As Casino Royale did a little nod to Dr. No, Quantum of Solace does Goldfinger a solid, along with other “classic you know they are on the Death Watch list ‘cause they shook Bond’s hand†staples. Or something to that effect.
But I think this one was just too formula, not enough plot. Or rather too much sequel plot, with way too much being made of the whole revenge of the last movie thing. Telling you if I heard that chick’s name (which I refuse to type here) one more time, I was going to scream.
We. Get . It. He liked a girl, she got dead. The last movie did nothing to convince me she was the aack Soul Mate or great Love of His Life, so Quantum of Solace sure of shit will not. So quit having M and other random friends fluffing and enabling. She dead. Let it go.
One issue with the Daniel Craig as Bond, as he is all of 5 feet tall, makes for some short ass, no-name bad guys. That said, there is no way in hell a Nancy-boy, corporate type wanna-be soldier should last five seconds (much less longer!) mano-a-mano with a well trained assassin like James freaking Bond. No way.
The smoking hot yet vertically challenged Bond also calls for petite women, not uncommon. The only women with speaking parts: random English agent #1, Bond Girl-of-the-movie fellow agent, and M (the always solid Dame Judi Dench). Oh, and Wireless from Heroes.
The only other women in the entire movie were at galas, parties or running around MI6; no one was above a size 8, wore anything other that 4-inch stilettos with only a few older than 30. Yes I know it is Bond, just saying it stands out, for example:
In the ber-modern glass and chrome and 60-foot iPhone touch screen offices of MI6 (like nice allocation of government resources, swanky, see-through offices of the Secret Service) all the non-SAG suit wearing extras were mostly men, and skinny women in ridiculous, tall skinny heels.
Familiar characters are underused (Felix) or gone (replacement Q).

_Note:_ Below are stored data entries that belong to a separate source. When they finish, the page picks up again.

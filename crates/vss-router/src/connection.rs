//! Live connection set
//!
//! Every outbound frame goes through [`Connections`]: responses from the
//! dispatcher as well as unsolicited updates from the subscription
//! registries, which see it as their [`MessageSink`].

use std::collections::HashMap;

use parking_lot::RwLock;
use tokio::sync::mpsc;
use tracing::debug;

use vss_core::{ConnectionId, MessageSink, ResponseMessage};

/// Inbound processing state of a connection
#[derive(Debug, Clone, Copy, PartialEq, Eq)]
pub enum ConnectionState {
    /// Accepted, backend session not yet established
    Paused,
    Active,
}

struct Connection {
    state: ConnectionState,
    tx: mpsc::UnboundedSender<ResponseMessage>,
}

#[derive(Default)]
pub struct Connections {
    inner: RwLock<HashMap<ConnectionId, Connection>>,
}

impl Connections {
    pub fn new() -> Self {
        Self::default()
    }

    /// Register a new connection in the paused state
    pub fn register(&self, id: ConnectionId, tx: mpsc::UnboundedSender<ResponseMessage>) {
        self.inner.write().insert(
            id,
            Connection {
                state: ConnectionState::Paused,
                tx,
            },
        );
        debug!(connection = %id, "Connection registered");
    }

    pub fn resume(&self, id: ConnectionId) -> bool {
        match self.inner.write().get_mut(&id) {
            Some(conn) => {
                conn.state = ConnectionState::Active;
                true
            }
            None => false,
        }
    }

    pub fn state(&self, id: ConnectionId) -> Option<ConnectionState> {
        self.inner.read().get(&id).map(|c| c.state)
    }

    /// Forget a connection. Drops its sender, which ends its writer task.
    pub fn remove(&self, id: ConnectionId) -> bool {
        self.inner.write().remove(&id).is_some()
    }

    pub fn len(&self) -> usize {
        self.inner.read().len()
    }

    pub fn is_empty(&self) -> bool {
        self.inner.read().is_empty()
    }

    pub fn send(&self, id: ConnectionId, message: ResponseMessage) -> bool {
        match self.inner.read().get(&id) {
            Some(conn) => conn.tx.send(message).is_ok(),
            None => false,
        }
    }
}

impl MessageSink for Connections {
    fn deliver(&self, connection: ConnectionId, message: ResponseMessage) -> bool {
        self.send(connection, message)
    }
}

Much expense is poked at governments in general, particularly the US and what we are all willing to do for oil. Which brings us back to the so called Oil-as-MacGuffin plot that feels like a Bourne-style sequel designed to set up the next film, with its introduction of shadowy Spectre-like Quantum.
But that is where it ends, just when we expect one bad guy to lead us to more, bigger badder guys. So that leaves us waiting for Thunderball.
Final Snark: explosions and smoke and testosterone and sex, that nose you expect with nothing new. Been there, done that.